Implementing XML languages with lxml

Dr. Stefan Behnel

lxml-dev@codespeak.net

What is an »XML language«?

a language in XML notation
aka »XML dialect«
- except that it's not a dialect
Examples:
- XML Schema
- Atom/RSS
- (X)HTML
- Open Document Format
- SOAP
- ... add your own one here

Popular mistakes to avoid (1)

"That's easy, I can use regular expressions!"

No, you can't.

Popular mistakes to avoid (2)

"This is tree data, I'll take the DOM!"

Popular mistakes to avoid (2)

"This is tree data, I'll take the DOM!"

DOM is ubiquitous, but it's as complicated as Java
uglify your application with tons of DOM code to
- walk over non-element nodes to find the data you need
- convert text content to other data types
- modify the XML tree in memory

=> write verbose, redundant, hard-to-maintain code

Popular mistakes to avoid (3)

"SAX is so fast and consumes no memory!"

Popular mistakes to avoid (3)

"SAX is so fast and consumes no memory!"

but writing SAX code is not fast!
write error-prone, state-keeping SAX code to
- figure out where you are
- find the sections you need
- convert text content to other data types
- copy the XML data into custom data classes
- ... and don't forget the way back into XML!

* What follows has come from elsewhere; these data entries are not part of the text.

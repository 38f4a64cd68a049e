//! # Teardown Chain
//!
//! A LIFO stack of release actions, one per acquired resource. Unwinding
//! pops and runs them newest first; dropping the chain unwinds whatever
//! is left, so an early return can never leak an acquisition. A single
//! [`Release`] is a guard in the same sense: it runs when dropped.
//!
//! ```text
//!   push(1) push(2) push(3)        unwind()
//!   ┌───┬───┬───┐                  3 ──▶ 2 ──▶ 1
//!   │ 1 │ 2 │ 3 │ ◀── top
//!   └───┴───┴───┘
//! ```

use alloc::boxed::Box;
use alloc::vec::Vec;
use core::fmt;

/// Release action for one acquired resource; runs at most once, on
/// [`TeardownChain`] unwind or when dropped
pub struct Release(Option<Box<dyn FnOnce() + Send>>);

impl Release {
    /// Nothing to undo
    pub fn none() -> Self {
        Self(None)
    }

    /// Undo with `f`
    pub fn new(f: impl FnOnce() + Send + 'static) -> Self {
        Self(Some(Box::new(f)))
    }

    /// Whether running this does anything
    pub fn is_noop(&self) -> bool {
        self.0.is_none()
    }

    fn run(mut self) {
        if let Some(f) = self.0.take() {
            f();
        }
    }
}

impl Drop for Release {
    fn drop(&mut self) {
        if let Some(f) = self.0.take() {
            f();
        }
    }
}

impl fmt::Debug for Release {
    fn fmt(&self, f: &mut fmt::Formatter<'_>) -> fmt::Result {
        f.write_str(if self.is_noop() { "Release(none)" } else { "Release(..)" })
    }
}

/// Release actions keyed by the step that acquired them
pub struct TeardownChain<S: Copy + fmt::Display> {
    entries: Vec<(S, Release)>,
    released: u32,
}

impl<S: Copy + PartialEq + fmt::Display> TeardownChain<S> {
    /// Empty chain
    pub fn new() -> Self {
        Self {
            entries: Vec::new(),
            released: 0,
        }
    }

    /// Record the release action of a step that just succeeded
    pub fn push(&mut self, step: S, release: Release) {
        self.entries.push((step, release));
    }

    /// Run one step's release ahead of the rest.
    ///
    /// Returns `false` if the step has no entry.
    pub fn release(&mut self, step: S) -> bool {
        match self.entries.iter().position(|(s, _)| *s == step) {
            Some(at) => {
                let (_, release) = self.entries.remove(at);
                release.run();
                self.released += 1;
                true
            },
            None => false,
        }
    }

    /// Run every release action, newest first; returns the steps in the
    /// order they were undone
    pub fn unwind(&mut self) -> Vec<S> {
        let mut undone = Vec::with_capacity(self.entries.len());
        while let Some((step, release)) = self.entries.pop() {
            log::debug!("IPA: undo {}", step);
            release.run();
            self.released += 1;
            undone.push(step);
        }
        undone
    }

    /// Steps still holding a resource, oldest first
    pub fn steps(&self) -> impl Iterator<Item = S> + '_ {
        self.entries.iter().map(|(s, _)| *s)
    }

    /// Number of pending entries
    pub fn len(&self) -> usize {
        self.entries.len()
    }

    /// Whether nothing is pending
    pub fn is_empty(&self) -> bool {
        self.entries.is_empty()
    }

    /// Release actions run so far
    pub fn released(&self) -> u32 {
        self.released
    }
}

impl<S: Copy + PartialEq + fmt::Display + Send + 'static> TeardownChain<S> {
    /// Fold the whole chain into a single release action, for steps with
    /// sub-steps of their own
    pub fn into_release(self) -> Release {
        if self.is_empty() {
            return Release::none();
        }
        let mut chain = self;
        Release::new(move || {
            chain.unwind();
        })
    }
}

impl<S: Copy + PartialEq + fmt::Display> Default for TeardownChain<S> {
    fn default() -> Self {
        Self::new()
    }
}

impl<S: Copy + fmt::Display> Drop for TeardownChain<S> {
    fn drop(&mut self) {
        while let Some((step, release)) = self.entries.pop() {
            log::debug!("IPA: undo {} on drop", step);
            release.run();
        }
    }
}

impl<S: Copy + fmt::Display + fmt::Debug> fmt::Debug for TeardownChain<S> {
    fn fmt(&self, f: &mut fmt::Formatter<'_>) -> fmt::Result {
        f.debug_list().entries(self.entries.iter().map(|(s, _)| s)).finish()
    }
}

#[cfg(test)]
mod tests {
    use super::*;
    use alloc::sync::Arc;
    use spin::Mutex;
    use std::vec;

    fn recorder() -> (Arc<Mutex<Vec<u32>>>, impl Fn(u32) -> Release) {
        let log = Arc::new(Mutex::new(Vec::new()));
        let sink = log.clone();
        let make = move |n: u32| {
            let sink = sink.clone();
            Release::new(move || sink.lock().push(n))
        };
        (log, make)
    }

    #[test]
    fn test_unwind_is_lifo() {
        let (log, make) = recorder();
        let mut chain = TeardownChain::new();
        for n in 1..=4u32 {
            chain.push(n, make(n));
        }

        assert_eq!(chain.unwind(), vec![4, 3, 2, 1]);
        assert_eq!(*log.lock(), vec![4, 3, 2, 1]);
        assert!(chain.is_empty());
        assert_eq!(chain.released(), 4);

        // Second unwind is a no-op
        assert!(chain.unwind().is_empty());
        assert_eq!(log.lock().len(), 4);
    }

    #[test]
    fn test_early_release_runs_once() {
        let (log, make) = recorder();
        let mut chain = TeardownChain::new();
        chain.push(1u32, make(1));
        chain.push(2, make(2));
        chain.push(3, make(3));

        assert!(chain.release(2));
        assert!(!chain.release(2));
        assert_eq!(chain.unwind(), vec![3, 1]);
        assert_eq!(*log.lock(), vec![2, 3, 1]);
    }

    #[test]
    fn test_drop_unwinds() {
        let (log, make) = recorder();
        {
            let mut chain = TeardownChain::new();
            chain.push(1u32, make(1));
            chain.push(2, Release::none());
            chain.push(3, make(3));
        }
        assert_eq!(*log.lock(), vec![3, 1]);
    }

    #[test]
    fn test_dropped_release_runs_once() {
        let (log, make) = recorder();
        let release = make(7);
        drop(release);
        assert_eq!(*log.lock(), vec![7]);
    }

    #[test]
    fn test_nested_chain_folds() {
        let (log, make) = recorder();
        let mut inner = TeardownChain::new();
        inner.push(10u32, make(10));
        inner.push(11, make(11));

        let mut outer = TeardownChain::new();
        outer.push(1u32, make(1));
        outer.push(2, inner.into_release());
        outer.unwind();

        assert_eq!(*log.lock(), vec![11, 10, 1]);
        assert!(TeardownChain::<u32>::new().into_release().is_noop());
    }
}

=> write confusing state-machine code

=> debugging into existence

Working with XML

Getting XML work done

(instead of getting time wasted)

How can you work with XML?

Preparation:
- Implement usable data classes as an abstraction layer
- Implement a mapping from XML to the data classes
- Implement a mapping from the data classes to XML
Workflow:
- parse XML data
- map XML data to data classes
- work with data classes
- map data classes to XML
- serialise XML

Approach:
- get rid of XML and do everything in your own code

What if you could simplify this?

Preparation:
- Extend usable XML API classes into an abstraction layer
Workflow:
- parse XML data into XML API classes
- work with XML API classes
- serialise XML

Approach:
- cover only the quirks of XML and make it work for you

What if you could simplify this ...

... without sacrificing usability or flexibility?
... using a high-speed, full-featured, pythonic XML toolkit?
... with the power of XPath, XSLT and XML validation?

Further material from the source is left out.